§ TASK DESCRIPTION:
Among the entries below, find the lines with "error" and copy them.

(Records from a dataset)
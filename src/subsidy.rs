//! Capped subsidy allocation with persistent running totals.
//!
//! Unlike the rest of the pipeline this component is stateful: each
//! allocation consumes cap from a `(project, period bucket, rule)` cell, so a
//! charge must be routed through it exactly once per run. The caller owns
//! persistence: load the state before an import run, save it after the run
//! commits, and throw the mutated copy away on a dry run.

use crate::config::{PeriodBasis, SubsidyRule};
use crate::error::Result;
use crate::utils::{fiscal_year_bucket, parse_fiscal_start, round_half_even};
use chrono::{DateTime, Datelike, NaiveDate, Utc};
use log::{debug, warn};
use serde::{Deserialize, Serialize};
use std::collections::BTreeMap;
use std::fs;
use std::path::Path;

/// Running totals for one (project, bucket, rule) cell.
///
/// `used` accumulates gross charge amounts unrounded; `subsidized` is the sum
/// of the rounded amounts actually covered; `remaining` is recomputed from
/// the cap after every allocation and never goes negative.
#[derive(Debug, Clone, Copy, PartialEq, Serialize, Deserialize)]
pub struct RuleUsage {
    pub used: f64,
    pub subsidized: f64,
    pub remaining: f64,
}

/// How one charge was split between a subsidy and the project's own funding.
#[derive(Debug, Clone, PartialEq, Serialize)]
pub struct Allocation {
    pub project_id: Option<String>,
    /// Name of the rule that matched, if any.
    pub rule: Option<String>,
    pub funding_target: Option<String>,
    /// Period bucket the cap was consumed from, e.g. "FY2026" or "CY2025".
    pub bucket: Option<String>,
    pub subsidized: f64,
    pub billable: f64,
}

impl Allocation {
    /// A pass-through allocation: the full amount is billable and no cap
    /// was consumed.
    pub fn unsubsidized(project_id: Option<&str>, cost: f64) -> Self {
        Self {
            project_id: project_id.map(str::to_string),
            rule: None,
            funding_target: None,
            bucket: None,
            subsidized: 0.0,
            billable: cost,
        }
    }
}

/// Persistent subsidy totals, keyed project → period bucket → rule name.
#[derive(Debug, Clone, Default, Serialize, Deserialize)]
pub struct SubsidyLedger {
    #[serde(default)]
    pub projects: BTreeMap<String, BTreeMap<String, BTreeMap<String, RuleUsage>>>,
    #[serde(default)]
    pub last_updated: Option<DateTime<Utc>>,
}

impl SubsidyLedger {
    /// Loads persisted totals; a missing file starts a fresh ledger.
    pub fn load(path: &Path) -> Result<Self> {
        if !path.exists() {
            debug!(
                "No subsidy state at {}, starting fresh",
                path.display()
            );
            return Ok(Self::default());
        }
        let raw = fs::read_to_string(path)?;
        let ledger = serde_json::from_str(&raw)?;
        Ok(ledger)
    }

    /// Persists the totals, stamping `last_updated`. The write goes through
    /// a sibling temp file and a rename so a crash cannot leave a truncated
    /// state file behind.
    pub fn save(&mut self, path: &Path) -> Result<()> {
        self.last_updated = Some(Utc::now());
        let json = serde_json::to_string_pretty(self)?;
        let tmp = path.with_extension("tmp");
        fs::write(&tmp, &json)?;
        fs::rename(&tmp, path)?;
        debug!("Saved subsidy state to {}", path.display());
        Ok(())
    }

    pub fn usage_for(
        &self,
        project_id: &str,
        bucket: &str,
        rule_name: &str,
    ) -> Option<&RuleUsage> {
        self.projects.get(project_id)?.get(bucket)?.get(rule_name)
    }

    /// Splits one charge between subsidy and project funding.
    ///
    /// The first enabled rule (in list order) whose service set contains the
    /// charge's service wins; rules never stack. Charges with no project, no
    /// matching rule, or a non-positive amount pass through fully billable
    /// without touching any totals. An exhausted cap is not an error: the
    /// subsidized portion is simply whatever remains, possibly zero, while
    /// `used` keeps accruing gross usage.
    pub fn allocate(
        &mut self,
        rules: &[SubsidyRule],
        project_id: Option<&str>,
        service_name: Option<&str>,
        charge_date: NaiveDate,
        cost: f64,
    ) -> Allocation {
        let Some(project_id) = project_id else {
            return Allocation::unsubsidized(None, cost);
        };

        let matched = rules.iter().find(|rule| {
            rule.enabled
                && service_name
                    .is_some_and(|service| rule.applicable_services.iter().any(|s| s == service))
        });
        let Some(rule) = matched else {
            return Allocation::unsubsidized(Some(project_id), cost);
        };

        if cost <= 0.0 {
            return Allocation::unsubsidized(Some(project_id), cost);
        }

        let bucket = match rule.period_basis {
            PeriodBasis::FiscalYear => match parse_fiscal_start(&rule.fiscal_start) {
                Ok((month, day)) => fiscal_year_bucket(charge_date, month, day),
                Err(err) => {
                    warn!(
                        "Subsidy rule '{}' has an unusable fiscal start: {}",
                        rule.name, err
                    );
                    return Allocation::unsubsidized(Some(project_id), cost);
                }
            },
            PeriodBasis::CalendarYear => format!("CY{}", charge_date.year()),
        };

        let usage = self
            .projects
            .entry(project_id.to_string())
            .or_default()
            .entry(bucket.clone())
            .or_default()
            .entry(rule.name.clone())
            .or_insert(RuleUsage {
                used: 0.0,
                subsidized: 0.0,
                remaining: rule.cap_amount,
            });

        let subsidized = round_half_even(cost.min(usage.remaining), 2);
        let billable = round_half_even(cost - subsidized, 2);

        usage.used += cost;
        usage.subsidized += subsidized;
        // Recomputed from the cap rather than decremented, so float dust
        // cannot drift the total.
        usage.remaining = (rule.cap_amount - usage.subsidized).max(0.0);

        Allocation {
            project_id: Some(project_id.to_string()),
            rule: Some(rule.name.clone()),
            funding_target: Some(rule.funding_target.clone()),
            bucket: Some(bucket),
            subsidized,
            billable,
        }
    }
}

§ RESPONSE BOX:
use crate::error::Result;
    /// without touching any totals. An exhausted cap is not an error: the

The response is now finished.